The destruction of this mosque is the last tenuous pretense of the Islamists' claim to be fighting imperialism in the name of Islamic jihad. This is, I realize, a statement easily susceptible of misinterpretation, so let me stipulate that in asserting it, I don't mean to be denying the connection between Islamism and Islamic jihad, much less to be praising either thing.
What I mean is that for about a decade now, Islamists have justified their atrocities against non-Muslims by citing the depredations of non-Muslims against Islam. Muslims killed in that struggle were considered collateral damages. But contemporary Islamism has by now reached a level of incoherence so pervasive, and a form of nihilism so intense, that it cannot even manage to abide by the murderous norms of an anti-Western jihad against"imperialism." It has become an explicit jihad of Muslim against Muslim unconstrained by norms of any kind. When Muslims begin to target mosques in the name of jihad, I think we've reached a reductio ad absurdum of Islamism beyond which it is simply impossible to go.
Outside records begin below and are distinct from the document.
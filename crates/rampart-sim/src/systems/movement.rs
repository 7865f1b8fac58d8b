//! Enemy movement system.
//!
//! Snapshot-then-apply: every live enemy is copied out of the world, run
//! through the movement controller against the shared neighbor snapshot, and
//! written back. Enemies nearest the wall move first (ties by id), and each
//! snapshot entry is refreshed as soon as its enemy has moved, so the ones
//! behind see the leaders' new positions and lane choices.

use hecs::Entity;

use rampart_core::components::*;
use rampart_core::types::GridPos;

use rampart_tactics::context::Neighbor;
use rampart_tactics::controller::{Mover, MovementController};
use rampart_tactics::threat::{EnemySnapshot, ThreatAssessment};

use crate::context::{entity_id, SimContext};
use crate::systems::survey;

pub fn run(ctx: &mut SimContext, controller: &MovementController, threat: &mut ThreatAssessment) {
    let towers = survey::tower_snapshots(ctx.world);

    let mut movers: Vec<(Entity, Mover, EnemySnapshot)> = ctx
        .world
        .query::<(
            &Enemy,
            &GridPos,
            &EnemyStats,
            &Vitals,
            &EnemyStatus,
            &SquadDirective,
            &EnemyAi,
        )>()
        .iter()
        .filter(|(_, (_, _, _, vitals, ..))| vitals.alive)
        .map(|(entity, (_, pos, stats, vitals, status, directive, ai))| {
            let key = entity_id(entity);
            let mover = Mover {
                key,
                kind: stats.kind,
                pos: *pos,
                base_speed: stats.base_speed,
                status: status.clone(),
                directive: directive.clone(),
                ai: ai.clone(),
            };
            (entity, mover, survey::enemy_snapshot(key, *pos, stats, vitals))
        })
        .collect();
    movers.sort_by(|(_, a, _), (_, b, _)| {
        b.pos.row.total_cmp(&a.pos.row).then(a.key.cmp(&b.key))
    });

    let mut neighbors: Vec<Neighbor> = movers
        .iter()
        .map(|(_, mover, _)| Neighbor {
            key: mover.key,
            pos: mover.pos,
            target_lane: mover.ai.target_lane,
        })
        .collect();

    for (index, (_, mover, snapshot)) in movers.iter_mut().enumerate() {
        let coverage = survey::coverage_for(threat, &towers, snapshot, ctx.now);
        controller.update_movement(mover, ctx.dt, ctx.now, &neighbors, &coverage);
        neighbors[index].pos = mover.pos;
        neighbors[index].target_lane = mover.ai.target_lane;
    }

    for (entity, mover, _) in movers {
        if let Ok((pos, ai)) = ctx.world.query_one_mut::<(&mut GridPos, &mut EnemyAi)>(entity) {
            *pos = mover.pos;
            *ai = mover.ai;
        }
    }
}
Having once been an orthodox, believing Muslim I find myself almost at the limits of my imaginative capacities in trying to grasp the mentality of a Muslim capable of such a thing. A Muslim capable of flying a 757 into the World Trade Center or Pentagon is perfectly imaginable to me. A Muslim capable of blowing up the Golden Mosque is not.
But maybe one needn't strain so much. We shouldn't forget that the principle behind the macabre absurdity of the destruction of the Golden Mosque is endorsed in the Qur'an itself."What is this life," asks Surah An'am,"but play and amusement? But best is the Home in the Hereafter, for those who are righteous. Will ye not then understand?" (6:32).
The thing to"understand" is that if this life is merely an instrumental means to the next, so is everything and everyone in it. The implication is that if someone or something stands in the way of what you take to be your salvation, your job is to sweep it out of the way and let God deal with it later. If the thing is a building, it may well have to be destroyed; if it's a person, it may well have to be killed. If it is a person in a building, both things may have to be annihilated in one fell swoop.
But what if the thing is a mosque and the people in question are Muslims? In that case, one simply has to deny those very facts: the Muslims must be turned into infidels, and the mosque must be regarded as a den of iniquity. Nor will the beauty of the mosque count for anything: beauty is merely temporal, and infidel beauty is merely seduction and temptation.
Once you get that far, you'll be capable of blowing up the Askariya Mosque without any qualms for what would have been utterly obvious to anyone in their right mind: that you've just blown up one of the most beautiful mosques on Earth in the name of Islam.
One might complain that there's too much pretending required here to make my Muslim mosque-bomber's thoughts intelligible. Who can ignore so much of reality and yet function as a human being? Answer: a person of faith. Never forget that pretending is the very heart of all religious faith--Jewish, Christian or Muslim. Faith is the suspension of reason, and every suspension of reason is, quite literally, a form of make-believe.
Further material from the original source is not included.